__AVAILABLE DATA__.

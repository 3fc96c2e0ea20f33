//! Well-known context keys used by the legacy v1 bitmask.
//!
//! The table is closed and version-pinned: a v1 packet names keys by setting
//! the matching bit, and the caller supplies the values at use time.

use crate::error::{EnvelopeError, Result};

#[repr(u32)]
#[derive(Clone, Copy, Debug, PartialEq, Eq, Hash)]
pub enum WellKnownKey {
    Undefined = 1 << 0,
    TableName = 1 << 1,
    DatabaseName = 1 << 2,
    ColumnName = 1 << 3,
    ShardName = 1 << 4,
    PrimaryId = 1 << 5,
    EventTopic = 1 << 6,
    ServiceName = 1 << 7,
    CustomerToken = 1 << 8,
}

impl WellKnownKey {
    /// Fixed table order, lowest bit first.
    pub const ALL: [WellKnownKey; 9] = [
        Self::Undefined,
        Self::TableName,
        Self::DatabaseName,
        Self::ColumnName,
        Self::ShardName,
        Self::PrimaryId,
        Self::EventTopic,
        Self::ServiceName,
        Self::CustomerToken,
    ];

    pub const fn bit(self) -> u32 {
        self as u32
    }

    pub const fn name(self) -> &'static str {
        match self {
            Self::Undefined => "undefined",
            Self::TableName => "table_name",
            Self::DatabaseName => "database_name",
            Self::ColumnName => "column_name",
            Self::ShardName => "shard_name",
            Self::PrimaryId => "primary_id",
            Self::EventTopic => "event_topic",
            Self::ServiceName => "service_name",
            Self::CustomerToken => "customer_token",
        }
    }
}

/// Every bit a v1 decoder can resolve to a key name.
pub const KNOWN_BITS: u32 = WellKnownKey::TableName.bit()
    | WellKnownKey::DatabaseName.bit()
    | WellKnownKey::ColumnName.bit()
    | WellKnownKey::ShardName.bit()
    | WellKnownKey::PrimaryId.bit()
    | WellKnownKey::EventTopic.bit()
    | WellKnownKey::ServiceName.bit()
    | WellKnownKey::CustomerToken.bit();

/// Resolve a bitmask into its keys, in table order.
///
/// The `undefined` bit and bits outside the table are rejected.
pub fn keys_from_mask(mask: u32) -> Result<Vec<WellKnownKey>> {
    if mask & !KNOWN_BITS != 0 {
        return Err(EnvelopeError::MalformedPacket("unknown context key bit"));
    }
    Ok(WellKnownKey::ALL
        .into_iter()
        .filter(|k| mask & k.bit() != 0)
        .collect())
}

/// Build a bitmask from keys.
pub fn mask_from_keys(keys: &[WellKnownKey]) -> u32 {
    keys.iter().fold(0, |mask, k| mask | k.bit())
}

---

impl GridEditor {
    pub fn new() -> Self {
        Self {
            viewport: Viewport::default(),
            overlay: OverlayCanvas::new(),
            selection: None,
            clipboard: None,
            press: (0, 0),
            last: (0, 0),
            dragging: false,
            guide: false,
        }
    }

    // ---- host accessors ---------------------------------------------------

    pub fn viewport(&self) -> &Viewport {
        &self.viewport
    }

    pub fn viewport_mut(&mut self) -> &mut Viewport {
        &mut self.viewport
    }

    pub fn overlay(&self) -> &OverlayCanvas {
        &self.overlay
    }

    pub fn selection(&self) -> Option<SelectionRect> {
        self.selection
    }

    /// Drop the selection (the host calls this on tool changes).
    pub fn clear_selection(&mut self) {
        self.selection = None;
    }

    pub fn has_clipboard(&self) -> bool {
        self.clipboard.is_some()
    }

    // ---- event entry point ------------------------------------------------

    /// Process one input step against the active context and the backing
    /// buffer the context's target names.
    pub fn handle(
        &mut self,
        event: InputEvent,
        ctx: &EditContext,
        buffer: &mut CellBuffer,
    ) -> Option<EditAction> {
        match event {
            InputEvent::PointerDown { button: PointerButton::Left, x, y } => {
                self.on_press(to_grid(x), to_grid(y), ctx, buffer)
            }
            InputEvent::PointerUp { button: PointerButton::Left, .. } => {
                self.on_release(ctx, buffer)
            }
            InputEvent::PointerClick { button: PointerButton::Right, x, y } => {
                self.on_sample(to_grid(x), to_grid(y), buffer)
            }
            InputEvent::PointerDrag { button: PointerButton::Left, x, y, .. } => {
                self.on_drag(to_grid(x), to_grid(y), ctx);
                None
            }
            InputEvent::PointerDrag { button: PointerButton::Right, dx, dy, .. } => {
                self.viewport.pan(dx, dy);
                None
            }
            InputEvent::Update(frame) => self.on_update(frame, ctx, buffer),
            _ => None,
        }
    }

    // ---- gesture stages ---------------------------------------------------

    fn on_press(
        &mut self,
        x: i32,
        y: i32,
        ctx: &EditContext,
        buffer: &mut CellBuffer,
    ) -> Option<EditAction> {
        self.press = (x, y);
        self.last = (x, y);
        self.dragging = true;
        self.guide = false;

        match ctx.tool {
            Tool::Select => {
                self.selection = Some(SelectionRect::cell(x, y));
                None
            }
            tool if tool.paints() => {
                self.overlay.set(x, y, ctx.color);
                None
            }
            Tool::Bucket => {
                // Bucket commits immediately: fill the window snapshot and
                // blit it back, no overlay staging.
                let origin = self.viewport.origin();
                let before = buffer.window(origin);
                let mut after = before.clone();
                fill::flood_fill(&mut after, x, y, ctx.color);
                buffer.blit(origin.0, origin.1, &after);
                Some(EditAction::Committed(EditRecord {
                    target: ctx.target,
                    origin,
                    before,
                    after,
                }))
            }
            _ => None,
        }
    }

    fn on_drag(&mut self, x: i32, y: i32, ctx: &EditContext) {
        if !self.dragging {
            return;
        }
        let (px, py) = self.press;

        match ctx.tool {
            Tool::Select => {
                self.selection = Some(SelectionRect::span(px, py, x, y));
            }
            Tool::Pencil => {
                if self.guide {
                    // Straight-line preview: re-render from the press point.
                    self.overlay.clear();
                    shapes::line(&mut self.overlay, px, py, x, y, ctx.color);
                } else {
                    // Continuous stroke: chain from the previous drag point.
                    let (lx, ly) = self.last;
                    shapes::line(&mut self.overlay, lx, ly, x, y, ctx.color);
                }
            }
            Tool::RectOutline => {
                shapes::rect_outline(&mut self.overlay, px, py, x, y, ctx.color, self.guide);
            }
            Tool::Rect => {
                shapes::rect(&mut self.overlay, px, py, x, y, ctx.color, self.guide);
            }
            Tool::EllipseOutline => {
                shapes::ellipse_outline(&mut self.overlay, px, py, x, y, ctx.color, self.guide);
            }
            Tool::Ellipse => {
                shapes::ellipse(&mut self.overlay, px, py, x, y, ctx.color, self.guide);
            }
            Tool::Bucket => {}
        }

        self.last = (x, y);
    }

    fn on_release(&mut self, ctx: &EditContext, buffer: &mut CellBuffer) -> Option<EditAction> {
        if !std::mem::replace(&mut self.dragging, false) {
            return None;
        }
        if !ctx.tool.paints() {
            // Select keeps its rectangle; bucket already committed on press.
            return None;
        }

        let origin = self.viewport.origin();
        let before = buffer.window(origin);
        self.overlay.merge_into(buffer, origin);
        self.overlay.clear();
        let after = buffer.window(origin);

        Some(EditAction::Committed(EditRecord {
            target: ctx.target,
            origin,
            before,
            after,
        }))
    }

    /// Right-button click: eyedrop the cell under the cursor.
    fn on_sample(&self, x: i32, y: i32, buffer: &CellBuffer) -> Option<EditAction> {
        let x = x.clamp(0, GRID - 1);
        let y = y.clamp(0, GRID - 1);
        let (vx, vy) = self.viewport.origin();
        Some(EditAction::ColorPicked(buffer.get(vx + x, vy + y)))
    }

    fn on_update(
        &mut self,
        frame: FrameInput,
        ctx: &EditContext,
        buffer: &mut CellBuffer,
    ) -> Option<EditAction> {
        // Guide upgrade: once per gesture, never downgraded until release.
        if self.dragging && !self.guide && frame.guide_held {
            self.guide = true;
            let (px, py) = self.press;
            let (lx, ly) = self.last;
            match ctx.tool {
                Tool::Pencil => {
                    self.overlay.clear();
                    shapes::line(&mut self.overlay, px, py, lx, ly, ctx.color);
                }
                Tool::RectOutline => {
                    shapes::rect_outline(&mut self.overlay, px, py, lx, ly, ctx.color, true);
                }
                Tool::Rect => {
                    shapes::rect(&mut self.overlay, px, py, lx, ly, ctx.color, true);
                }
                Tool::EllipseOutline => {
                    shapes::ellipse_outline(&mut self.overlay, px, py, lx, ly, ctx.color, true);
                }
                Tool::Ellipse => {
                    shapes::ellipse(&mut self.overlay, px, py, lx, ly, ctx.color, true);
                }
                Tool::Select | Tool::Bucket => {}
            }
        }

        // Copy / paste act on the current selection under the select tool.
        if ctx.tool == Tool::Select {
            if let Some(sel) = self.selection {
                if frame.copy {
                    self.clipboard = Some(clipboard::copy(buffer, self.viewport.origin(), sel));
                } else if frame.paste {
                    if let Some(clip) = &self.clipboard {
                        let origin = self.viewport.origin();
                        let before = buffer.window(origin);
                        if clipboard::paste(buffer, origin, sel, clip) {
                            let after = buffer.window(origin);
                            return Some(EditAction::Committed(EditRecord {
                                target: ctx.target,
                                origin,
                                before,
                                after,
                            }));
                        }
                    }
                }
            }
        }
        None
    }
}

__PROBLEM STATEMENT__. Among the entries above, find the line with "repository 3fc96c2e0ea20f33" and the line with "at use time."; give again exactly these two lines and all lines between them.

__EXPECTED ANSWER__.
repository 3fc96c2e0ea20f33
//! Well-known context keys used by the legacy v1 bitmask.
//!
//! The table is closed and version-pinned: a v1 packet names keys by setting
//! the matching bit, and the caller supplies the values at use time.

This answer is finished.